## PROMPT
Look for "DeleteOriginalAssets" in each line of the entries, and return the matching lines.

## DATASET
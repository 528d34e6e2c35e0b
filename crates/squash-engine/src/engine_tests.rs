//! Pass-level tests for the compression plugin

use crate::{AssetOutcome, CompressionPlugin, MemoryAssetStore};
use flate2::read::GzDecoder;
use rstest::rstest;
use serde_json::json;
use squash_cache::{CacheKey, CacheStore, LazyContentTag, MemoryCacheStore};
use squash_compression::{BoxError, CustomAlgorithm};
use squash_config::{DeleteOriginalAssets, FilenameTemplate, PluginOptions, Rule};
use squash_types::{Asset, AssetInfo, AssetStore, Bytes, ErrorKind};
use std::io::Read;
use std::sync::atomic::{AtomicUsize, Ordering};
use std::sync::Arc;
use std::time::Duration;

/// Custom algorithm returning `ratio` of the input length, counting calls
fn sized(calls: &Arc<AtomicUsize>, ratio: f64) -> CustomAlgorithm {
    let calls = Arc::clone(calls);
    CustomAlgorithm::new(format!("sized-{}", ratio), move |input: Bytes, _| {
        calls.fetch_add(1, Ordering::SeqCst);
        let len = (input.len() as f64 * ratio) as usize;
        async move { Ok::<_, BoxError>(vec![b'z'; len]) }
    })
}

fn zeros(name: &str) -> Asset {
    Asset::new(name, vec![0u8; 1024])
}

fn memory_cache() -> (Arc<MemoryCacheStore>, Arc<dyn CacheStore>) {
    let cache = Arc::new(MemoryCacheStore::new());
    let handle: Arc<dyn CacheStore> = cache.clone();
    (cache, handle)
}

#[tokio::test]
async fn test_gzip_emits_and_links() {
    let plugin = CompressionPlugin::new(PluginOptions::default()).unwrap();
    let store: MemoryAssetStore = [zeros("app.js")].into_iter().collect();
    let (_, cache) = memory_cache();

    let report = plugin.run(&store, cache).await;

    let derived = store.get("app.js.gz").unwrap();
    assert!(derived.info.compressed);
    let mut decoded = Vec::new();
    GzDecoder::new(derived.source.as_bytes())
        .read_to_end(&mut decoded)
        .unwrap();
    assert_eq!(decoded, vec![0u8; 1024]);

    let original = store.get("app.js").unwrap();
    assert_eq!(original.info.related("gzipped"), Some("app.js.gz"));
    assert!(!report.has_errors());
    assert_eq!(report.stats.compressions, 1);
}

#[tokio::test]
async fn test_unknown_algorithm_fails_construction() {
    let options = PluginOptions::builder().algorithm("nope").build().unwrap();
    let error = CompressionPlugin::new(options).unwrap_err();
    assert_eq!(error.kind(), ErrorKind::Config);
    assert!(error.to_string().contains("nope"));
}

#[tokio::test]
async fn test_cache_hit_avoids_recompression() {
    let calls = Arc::new(AtomicUsize::new(0));
    let options = PluginOptions::builder()
        .algorithm(sized(&calls, 0.5))
        .build()
        .unwrap();
    let plugin = CompressionPlugin::new(options).unwrap();
    let (stats, cache) = memory_cache();

    for _ in 0..2 {
        let store: MemoryAssetStore = [zeros("app.js")].into_iter().collect();
        let report = plugin.run(&store, Arc::clone(&cache)).await;
        assert!(store.contains("app.js.gz"));
        assert!(report.outcome("app.js").unwrap().is_emitted());
    }

    assert_eq!(calls.load(Ordering::SeqCst), 1);
    assert_eq!(stats.stats().hits, 1);
}

#[tokio::test]
async fn test_rejected_result_is_cached_without_emission() {
    let calls = Arc::new(AtomicUsize::new(0));
    let options = PluginOptions::builder()
        .algorithm(sized(&calls, 0.95))
        .filename("[path][base].gz")
        .build()
        .unwrap();
    let plugin = CompressionPlugin::new(options).unwrap();
    let (stats, cache) = memory_cache();

    for _ in 0..2 {
        let store: MemoryAssetStore = [zeros("app.js")].into_iter().collect();
        let report = plugin.run(&store, Arc::clone(&cache)).await;

        assert!(!store.contains("app.js.gz"));
        assert_eq!(store.get("app.js").unwrap().info, AssetInfo::default());
        assert!(matches!(
            report.outcome("app.js"),
            Some(AssetOutcome::Rejected { .. })
        ));
    }

    assert_eq!(calls.load(Ordering::SeqCst), 1);
    assert_eq!(stats.stats().stores, 1);
    assert_eq!(stats.stats().hits, 1);
}

#[tokio::test]
async fn test_rejected_gzip_output_is_cached_under_asset_key() {
    // xorshift noise does not deflate below the default ratio
    let mut state: u64 = 0x2545_F491_4F6C_DD1D;
    let noise: Vec<u8> = (0..4096)
        .map(|_| {
            state ^= state << 13;
            state ^= state >> 7;
            state ^= state << 17;
            (state >> 32) as u8
        })
        .collect();
    let plugin = CompressionPlugin::new(PluginOptions::default()).unwrap();
    let (stats, cache) = memory_cache();
    let store: MemoryAssetStore = [Asset::new("app.js", noise.clone())].into_iter().collect();

    let report = plugin.run(&store, Arc::clone(&cache)).await;

    assert!(matches!(
        report.outcome("app.js"),
        Some(AssetOutcome::Rejected { .. })
    ));
    assert!(!store.contains("app.js.gz"));
    assert_eq!(stats.stats().stores, 1);

    let key = CacheKey::new("app.js", &json!("gzip"), plugin.adapter().options());
    let cached = cache
        .get(&key, &LazyContentTag::new(Bytes::from(noise)))
        .await
        .unwrap()
        .unwrap();
    assert!(cached.source.is_none());
    let mut decoded = Vec::new();
    GzDecoder::new(&cached.compressed[..])
        .read_to_end(&mut decoded)
        .unwrap();
    assert_eq!(decoded.len(), 4096);
}

#[tokio::test]
async fn test_threshold_skips_small_assets() {
    let calls = Arc::new(AtomicUsize::new(0));
    let options = PluginOptions::builder()
        .algorithm(sized(&calls, 0.1))
        .filename("[path][base].gz")
        .threshold(1025)
        .build()
        .unwrap();
    let plugin = CompressionPlugin::new(options).unwrap();
    let store: MemoryAssetStore = [zeros("app.js")].into_iter().collect();

    let report = plugin.run(&store, memory_cache().1).await;

    assert_eq!(calls.load(Ordering::SeqCst), 0);
    assert_eq!(store.len(), 1);
    assert_eq!(
        report.outcome("app.js"),
        Some(&AssetOutcome::BelowThreshold { size: 1024 })
    );
}

#[tokio::test]
async fn test_second_pass_is_idempotent() {
    let plugin = CompressionPlugin::new(PluginOptions::default()).unwrap();
    let store: MemoryAssetStore = [zeros("app.js"), zeros("css/site.css")].into_iter().collect();
    let (_, cache) = memory_cache();

    plugin.run(&store, Arc::clone(&cache)).await;
    let first = store.assets();
    let report = plugin.run(&store, cache).await;

    assert_eq!(store.assets(), first);
    assert_eq!(report.stats.assets_emitted, 0);
    assert_eq!(
        report.outcome("app.js"),
        Some(&AssetOutcome::AlreadyProcessed {
            related: "app.js.gz".into()
        })
    );
    assert!(report.outcome("app.js.gz").is_none());
}

#[tokio::test]
async fn test_delete_policies() {
    let with_map = || -> MemoryAssetStore {
        [
            zeros("app.js").with_info(AssetInfo::default().with_related("sourceMap", "app.js.map")),
            Asset::new("app.js.map", &b"{}"[..]),
        ]
        .into_iter()
        .collect()
    };
    let only_js = PluginOptions::builder().test(Rule::regex(r"\.js$").unwrap());

    let always = CompressionPlugin::new(
        PluginOptions::builder()
            .test(Rule::regex(r"\.js$").unwrap())
            .delete_original_assets(true)
            .build()
            .unwrap(),
    )
    .unwrap();
    let store = with_map();
    let report = always.run(&store, memory_cache().1).await;
    assert!(!store.contains("app.js"));
    assert!(!store.contains("app.js.map"));
    assert!(store.contains("app.js.gz"));
    assert_eq!(report.deleted().collect::<Vec<_>>(), vec!["app.js"]);

    let keep_map = CompressionPlugin::new(
        PluginOptions::builder()
            .test(Rule::regex(r"\.js$").unwrap())
            .delete_original_assets(DeleteOriginalAssets::KeepSourceMap)
            .build()
            .unwrap(),
    )
    .unwrap();
    let store = with_map();
    keep_map.run(&store, memory_cache().1).await;
    assert!(!store.contains("app.js"));
    assert!(store.contains("app.js.map"));
    assert!(store.contains("app.js.gz"));

    let never = CompressionPlugin::new(
        only_js
            .delete_original_assets(DeleteOriginalAssets::predicate(|_| false))
            .build()
            .unwrap(),
    )
    .unwrap();
    let store = with_map();
    never.run(&store, memory_cache().1).await;
    let original = store.get("app.js").unwrap();
    assert_eq!(original.info.related("gzipped"), Some("app.js.gz"));
    assert_eq!(original.info.related("sourceMap"), Some("app.js.map"));
}

/// Deleting `app.js` cascades to its source map while the map's own task
/// may still be running; the result must not depend on which finishes first.
#[rstest]
#[case::map_finishes_last(b'{')]
#[case::script_finishes_last(b'j')]
#[tokio::test]
async fn test_cascading_delete_is_order_independent(#[case] slow_marker: u8) {
    let delayed = CustomAlgorithm::new(format!("delayed-{}", slow_marker), move |input: Bytes, _| {
        let slow = input.first() == Some(&slow_marker);
        async move {
            if slow {
                tokio::time::sleep(Duration::from_millis(50)).await;
            }
            Ok::<_, BoxError>(vec![b'z'; input.len() / 10])
        }
    });
    let plugin = CompressionPlugin::new(
        PluginOptions::builder()
            .algorithm(delayed)
            .filename("[path][base].gz")
            .delete_original_assets(true)
            .build()
            .unwrap(),
    )
    .unwrap();
    let store: MemoryAssetStore = [
        Asset::new("app.js", b"j".repeat(1024))
            .with_info(AssetInfo::default().with_related("sourceMap", "app.js.map")),
        Asset::new("app.js.map", b"{".repeat(1024)),
    ]
    .into_iter()
    .collect();

    let report = plugin.run(&store, memory_cache().1).await;

    assert!(!report.has_errors(), "{:?}", report.errors);
    assert_eq!(store.list(), vec!["app.js.gz", "app.js.map.gz"]);
    for name in ["app.js", "app.js.map"] {
        assert!(matches!(
            report.outcome(name),
            Some(AssetOutcome::Emitted {
                original_deleted: true,
                ..
            })
        ));
    }
}

#[tokio::test]
async fn test_linking_survives_vanished_original() {
    let plugin = CompressionPlugin::new(
        PluginOptions::builder()
            .delete_original_assets(DeleteOriginalAssets::predicate(|name| name == "app.js"))
            .build()
            .unwrap(),
    )
    .unwrap();
    let store: MemoryAssetStore = [
        zeros("app.js").with_info(AssetInfo::default().with_related("sourceMap", "app.js.map")),
        zeros("app.js.map"),
    ]
    .into_iter()
    .collect();

    let report = plugin.run(&store, memory_cache().1).await;

    assert!(!report.has_errors(), "{:?}", report.errors);
    assert!(store.contains("app.js.gz"));
    assert!(!store.contains("app.js"));
}

#[tokio::test]
async fn test_failures_are_isolated() {
    let failing = CustomAlgorithm::new("picky", |input: Bytes, _| async move {
        if input.starts_with(b"bad") {
            Err::<Bytes, BoxError>("refusing input".into())
        } else {
            Ok(Bytes::from_static(b"ok"))
        }
    });
    let options = PluginOptions::builder()
        .algorithm(failing)
        .filename("[path][base].x")
        .build()
        .unwrap();
    let plugin = CompressionPlugin::new(options).unwrap();
    let store: MemoryAssetStore = [
        Asset::new("bad.js", b"bad input that is long enough".to_vec()),
        Asset::new("good.js", b"good input that is long enough".to_vec()),
    ]
    .into_iter()
    .collect();

    let report = plugin.run(&store, memory_cache().1).await;

    assert_eq!(report.errors.len(), 1);
    assert_eq!(report.errors[0].asset, "bad.js");
    assert_eq!(report.errors[0].error.kind(), ErrorKind::Compression);
    assert_eq!(report.outcome("bad.js"), Some(&AssetOutcome::Failed));
    assert!(!store.contains("bad.js.x"));
    assert!(store.contains("good.js.x"));
    assert_eq!(
        store.get("good.js").unwrap().info.related("xed"),
        Some("good.js.x")
    );
}

#[tokio::test]
async fn test_immutability_propagates_for_name_templates() {
    let plugin = CompressionPlugin::new(PluginOptions::default()).unwrap();
    let store: MemoryAssetStore = [
        zeros("app.3f2a.js").with_info(AssetInfo::default().with_immutable(true)),
        zeros("plain.js"),
    ]
    .into_iter()
    .collect();

    plugin.run(&store, memory_cache().1).await;

    assert!(store.get("app.3f2a.js.gz").unwrap().info.immutable);
    assert!(!store.get("plain.js.gz").unwrap().info.immutable);
}

#[tokio::test]
async fn test_dynamic_filename() {
    let calls = Arc::new(AtomicUsize::new(0));
    let options = PluginOptions::builder()
        .algorithm(sized(&calls, 0.5))
        .filename(FilenameTemplate::dynamic("compressed-dir", |data| {
            format!("compressed/{}[base].z", data.path)
        }))
        .build()
        .unwrap();
    let plugin = CompressionPlugin::new(options).unwrap();
    let store: MemoryAssetStore = [zeros("js/app.js")].into_iter().collect();

    plugin.run(&store, memory_cache().1).await;

    assert!(store.contains("compressed/js/app.js.z"));
    let related = plugin.relation_name().to_string();
    assert!(related.starts_with("compression-function-"));
    assert_eq!(
        store.get("js/app.js").unwrap().info.related(&related),
        Some("compressed/js/app.js.z")
    );
}

#[tokio::test]
async fn test_excluded_and_compressed_assets_are_ignored() {
    let options = PluginOptions::builder()
        .exclude(Rule::prefix("vendor/"))
        .build()
        .unwrap();
    let plugin = CompressionPlugin::new(options).unwrap();
    let store: MemoryAssetStore = [
        zeros("vendor/lib.js"),
        zeros("already.js.br").with_info(AssetInfo::compressed()),
    ]
    .into_iter()
    .collect();

    let report = plugin.run(&store, memory_cache().1).await;

    assert!(report.outcomes.is_empty());
    assert_eq!(store.len(), 2);
}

## ANSWER SECTION
use squash_config::{DeleteOriginalAssets, FilenameTemplate, PluginOptions, Rule};
            .delete_original_assets(DeleteOriginalAssets::KeepSourceMap)
            .delete_original_assets(DeleteOriginalAssets::predicate(|_| false))
            .delete_original_assets(DeleteOriginalAssets::predicate(|name| name == "app.js"))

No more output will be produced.